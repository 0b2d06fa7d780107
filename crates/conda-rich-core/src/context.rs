use std::sync::atomic::{AtomicBool, Ordering};

use conda_rich_config::CondaConfig;

/// Host state shared with every renderer of a session.
///
/// `quiet` may be flipped by the host at any time; renderers read it on
/// every dispatch instead of caching it.
#[derive(Debug, Default)]
pub struct Context {
    quiet: AtomicBool,
    console: String,
}

impl Context {
    pub fn new(quiet: bool, console: impl Into<String>) -> Self {
        Self {
            quiet: AtomicBool::new(quiet),
            console: console.into(),
        }
    }

    pub fn from_config(config: &CondaConfig) -> Self {
        Self::new(config.quiet, config.console.clone())
    }

    pub fn quiet(&self) -> bool {
        self.quiet.load(Ordering::Relaxed)
    }

    pub fn set_quiet(&self, quiet: bool) {
        self.quiet.store(quiet, Ordering::Relaxed);
    }

    /// Name of the reporter backend the host was configured with.
    pub fn console(&self) -> &str {
        &self.console
    }
}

> [PROBLEM REQUIREMENTS]
Throughout the records, the word "AtomicBool" shows up on certain lines. Report how many lines, with only the number.

> [WRITTEN SOLUTION]
3